Automating various processes is often the smartest thing, even it takes such a long time. While writing a program that will automate your processes can take a few hours or even a few days, but it’s a one-time deal. Once your program is written, you can use it time and time again to expedite your app distribution and development.
Of course, this is all easier said than done. You need to find a good platform that can help you with this type of automation and app distribution.
Fabric Beta is the perfect platform for distributing apps, and I have been using it for distributing pre-release builds for quite a while. Unfortunately, Fabric is set to be deprecated by March 2020, and we are left with no choice but to migrate to other platforms.
Firebase App distribution
Firebase has taken Fabric’s place as the number one platform that allows developers to distribute their apps quickly and with as few obstacles as possible.
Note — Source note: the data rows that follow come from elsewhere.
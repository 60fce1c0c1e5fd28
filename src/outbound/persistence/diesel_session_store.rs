//! PostgreSQL-backed `SessionStore` implementation using Diesel ORM.
//!
//! Transitions are guarded single-row updates: the `WHERE` clause pins both
//! the session id and the expected current status, so a zero-row update
//! means either an unknown session or a stale state. The helper
//! `disambiguate` re-reads the row to tell the two apart.

use std::collections::HashMap;

use async_trait::async_trait;
use chrono::{DateTime, Utc};
use diesel::prelude::*;
use diesel::result::{DatabaseErrorKind, Error as DieselError};
use diesel_async::{AsyncPgConnection, RunQueryDsl};
use uuid::Uuid;

use crate::domain::ports::{NewLedgerEntry, SessionStore, SessionStoreError};
use crate::domain::reconcile::LedgerLine;
use crate::domain::session::{NewSessionDraft, SessionRecord, SessionStatus};

use super::models::{NewSessionRow, NewSessionToolRow, SessionRow};
use super::pool::{DbPool, PoolError};
use super::schema::{kit_tools, session_tools, sessions, tools};

/// Diesel-backed implementation of the session store port.
#[derive(Clone)]
pub struct DieselSessionStore {
    pool: DbPool,
}

impl DieselSessionStore {
    /// Create a new store with the given connection pool.
    pub fn new(pool: DbPool) -> Self {
        Self { pool }
    }

    async fn find_row(
        conn: &mut AsyncPgConnection,
        id: Uuid,
    ) -> Result<Option<SessionRow>, SessionStoreError> {
        sessions::table
            .filter(sessions::id.eq(id))
            .select(SessionRow::as_select())
            .first::<SessionRow>(conn)
            .await
            .optional()
            .map_err(map_diesel_error)
    }

    /// Turn a zero-row guarded update into the precise failure.
    async fn disambiguate(
        conn: &mut AsyncPgConnection,
        id: Uuid,
    ) -> Result<SessionStoreError, SessionStoreError> {
        match Self::find_row(conn, id).await? {
            None => Ok(SessionStoreError::session_not_found(id)),
            Some(row) => {
                let actual: SessionStatus = row
                    .status
                    .parse()
                    .map_err(|err: crate::domain::session::SessionStatusParseError| {
                        SessionStoreError::query(err.to_string())
                    })?;
                Ok(SessionStoreError::stale_status(actual))
            }
        }
    }
}

fn map_pool_error(error: PoolError) -> SessionStoreError {
    SessionStoreError::connection(error.to_string())
}

fn map_diesel_error(error: DieselError) -> SessionStoreError {
    match error {
        DieselError::DatabaseError(DatabaseErrorKind::ForeignKeyViolation, info) => {
            SessionStoreError::missing_reference(info.message().to_owned())
        }
        DieselError::DatabaseError(DatabaseErrorKind::ClosedConnection, info) => {
            SessionStoreError::connection(info.message().to_owned())
        }
        other => SessionStoreError::query(other.to_string()),
    }
}

/// Ledger quantities are non-negative by schema intent; a negative value
/// means a corrupt row and surfaces as a query error, the same way an
/// unknown status text does.
fn quantity(value: i32) -> Result<u32, SessionStoreError> {
    u32::try_from(value)
        .map_err(|_| SessionStoreError::query(format!("negative quantity {value} in ledger row")))
}

#[async_trait]
impl SessionStore for DieselSessionStore {
    async fn create_session(
        &self,
        draft: NewSessionDraft,
    ) -> Result<SessionRecord, SessionStoreError> {
        let mut conn = self.pool.get().await.map_err(map_pool_error)?;
        let now = Utc::now();
        let row = NewSessionRow {
            id: Uuid::new_v4(),
            receiver_id: draft.receiver_id,
            location_id: draft.location_id,
            kit_id: draft.kit_id,
            status: SessionStatus::OpenWaitingForApproval.as_str(),
            created_at: now,
            updated_at: now,
        };

        diesel::insert_into(sessions::table)
            .values(&row)
            .get_result::<SessionRow>(&mut conn)
            .await
            .map_err(map_diesel_error)?
            .into_domain()
    }

    async fn find_session(&self, id: Uuid) -> Result<Option<SessionRecord>, SessionStoreError> {
        let mut conn = self.pool.get().await.map_err(map_pool_error)?;
        match Self::find_row(&mut conn, id).await? {
            Some(row) => Ok(Some(row.into_domain()?)),
            None => Ok(None),
        }
    }

    async fn record_given_evidence(
        &self,
        id: Uuid,
        image_key: &str,
    ) -> Result<SessionRecord, SessionStoreError> {
        let mut conn = self.pool.get().await.map_err(map_pool_error)?;
        let updated = diesel::update(sessions::table.filter(sessions::id.eq(id)))
            .set((
                sessions::given_image_key.eq(Some(image_key)),
                sessions::updated_at.eq(Utc::now()),
            ))
            .get_result::<SessionRow>(&mut conn)
            .await
            .optional()
            .map_err(map_diesel_error)?;

        match updated {
            Some(row) => row.into_domain(),
            None => Err(SessionStoreError::session_not_found(id)),
        }
    }

    async fn mark_opened(
        &self,
        id: Uuid,
        at: DateTime<Utc>,
    ) -> Result<SessionRecord, SessionStoreError> {
        let mut conn = self.pool.get().await.map_err(map_pool_error)?;
        let updated = diesel::update(
            sessions::table
                .filter(sessions::id.eq(id))
                .filter(sessions::status.eq(SessionStatus::OpenWaitingForApproval.as_str())),
        )
        .set((
            sessions::status.eq(SessionStatus::Opened.as_str()),
            sessions::given_at.eq(Some(at)),
            sessions::updated_at.eq(Utc::now()),
        ))
        .get_result::<SessionRow>(&mut conn)
        .await
        .optional()
        .map_err(map_diesel_error)?;

        match updated {
            Some(row) => row.into_domain(),
            None => Err(Self::disambiguate(&mut conn, id).await?),
        }
    }

    async fn mark_preclosed(
        &self,
        id: Uuid,
        image_key: &str,
    ) -> Result<SessionRecord, SessionStoreError> {
        let mut conn = self.pool.get().await.map_err(map_pool_error)?;
        let from_states = [
            SessionStatus::Opened.as_str(),
            SessionStatus::CloseWaitingForApproval.as_str(),
        ];
        let updated = diesel::update(
            sessions::table
                .filter(sessions::id.eq(id))
                .filter(sessions::status.eq_any(from_states)),
        )
        .set((
            sessions::status.eq(SessionStatus::CloseWaitingForApproval.as_str()),
            sessions::returned_image_key.eq(Some(image_key)),
            sessions::updated_at.eq(Utc::now()),
        ))
        .get_result::<SessionRow>(&mut conn)
        .await
        .optional()
        .map_err(map_diesel_error)?;

        match updated {
            Some(row) => row.into_domain(),
            None => Err(Self::disambiguate(&mut conn, id).await?),
        }
    }

    async fn mark_closed(
        &self,
        id: Uuid,
        at: DateTime<Utc>,
    ) -> Result<SessionRecord, SessionStoreError> {
        let mut conn = self.pool.get().await.map_err(map_pool_error)?;
        let updated = diesel::update(
            sessions::table
                .filter(sessions::id.eq(id))
                .filter(sessions::status.eq(SessionStatus::CloseWaitingForApproval.as_str())),
        )
        .set((
            sessions::status.eq(SessionStatus::Closed.as_str()),
            sessions::returned_at.eq(Some(at)),
            sessions::updated_at.eq(Utc::now()),
        ))
        .get_result::<SessionRow>(&mut conn)
        .await
        .optional()
        .map_err(map_diesel_error)?;

        match updated {
            Some(row) => row.into_domain(),
            None => Err(Self::disambiguate(&mut conn, id).await?),
        }
    }

    async fn insert_ledger(
        &self,
        session_id: Uuid,
        entries: Vec<NewLedgerEntry>,
    ) -> Result<(), SessionStoreError> {
        if entries.is_empty() {
            return Ok(());
        }
        let mut conn = self.pool.get().await.map_err(map_pool_error)?;
        let now = Utc::now();
        let rows: Vec<NewSessionToolRow> = entries
            .into_iter()
            .map(|entry| NewSessionToolRow {
                id: Uuid::new_v4(),
                session_id,
                tool_id: entry.tool_id,
                quantity_given: entry.quantity_given as i32,
                quantity_returned: 0,
                created_at: now,
                updated_at: now,
            })
            .collect();

        diesel::insert_into(session_tools::table)
            .values(&rows)
            .execute(&mut conn)
            .await
            .map_err(map_diesel_error)?;
        Ok(())
    }

    async fn record_returned_quantities(
        &self,
        session_id: Uuid,
        counts: &HashMap<Uuid, u32>,
    ) -> Result<(), SessionStoreError> {
        if counts.is_empty() {
            return Ok(());
        }
        let mut conn = self.pool.get().await.map_err(map_pool_error)?;
        let now = Utc::now();
        // One single-row update per tool; rows for tools without a ledger
        // entry simply match nothing.
        for (tool_id, quantity) in counts {
            diesel::update(
                session_tools::table
                    .filter(session_tools::session_id.eq(session_id))
                    .filter(session_tools::tool_id.eq(tool_id)),
            )
            .set((
                session_tools::quantity_returned.eq(*quantity as i32),
                session_tools::updated_at.eq(now),
            ))
            .execute(&mut conn)
            .await
            .map_err(map_diesel_error)?;
        }
        Ok(())
    }

    async fn ledger(&self, session_id: Uuid) -> Result<Vec<LedgerLine>, SessionStoreError> {
        let mut conn = self.pool.get().await.map_err(map_pool_error)?;
        let session = Self::find_row(&mut conn, session_id)
            .await?
            .ok_or_else(|| SessionStoreError::session_not_found(session_id))?;

        let requirements: Vec<(Uuid, String, i32)> = kit_tools::table
            .inner_join(tools::table)
            .filter(kit_tools::kit_id.eq(session.kit_id))
            .select((tools::id, tools::name, kit_tools::quantity))
            .order(tools::name.asc())
            .load(&mut conn)
            .await
            .map_err(map_diesel_error)?;

        let counted: Vec<(Uuid, i32, i32)> = session_tools::table
            .filter(session_tools::session_id.eq(session_id))
            .select((
                session_tools::tool_id,
                session_tools::quantity_given,
                session_tools::quantity_returned,
            ))
            .load(&mut conn)
            .await
            .map_err(map_diesel_error)?;
        let counted: HashMap<Uuid, (i32, i32)> = counted
            .into_iter()
            .map(|(tool_id, given, returned)| (tool_id, (given, returned)))
            .collect();

        requirements
            .into_iter()
            .map(|(tool_id, tool_name, required)| {
                let (given, returned) = counted.get(&tool_id).copied().unwrap_or((0, 0));
                Ok(LedgerLine {
                    tool_id,
                    tool_name,
                    quantity_required: quantity(required)?,
                    quantity_given: quantity(given)?,
                    quantity_returned: quantity(returned)?,
                })
            })
            .collect()
    }
}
It’s a cross-platform solution, ideal for both Android and iOS app distribution and development, and although it’s quite easy to use. I required hours to set it all up and start managing my test groups and distributing apps.
If you want to reduce the amount of time it takes for you to migrate your apps to Firebase, this guide will help you do just this. Take a look at how to set up Firebase, CircleCI, and Fastlane in less than an hour.
Steps to set up Firebase
All it takes is following just a few steps to ensure that your Firebase is set up correctly. We at Uptech Team use Firebase with CircleCI and Fastlane, and the following steps will help you to properly set up all three of these constituents, starting with Firebase.
Of course, before you start with your Firebase app distribution, you’ll first have to create your Firebase project. It’s very easy and straightforward, and shouldn’t take you much time.
You can migrate your Fabric project to the Firebase with an intuitive user interface. In other cases, you’ll need to go to the Firebase console, where you’ll see the option to add a project. You’ll be required to fill in some information, including the project name, your country, and you’ll have to choose your data sharing settings. After a few seconds, your Firebase project will be created, and you can move on to the next step.
Now you can move on to creating your apps. You can do so through the dashboard, or if you already have an app and you’ve used some of Firebase’s features before, such as Analytics or Performance Monitor, you’ll see your Project Overview in the upper left corner and its settings beside it. Open your Project Settings to access your app.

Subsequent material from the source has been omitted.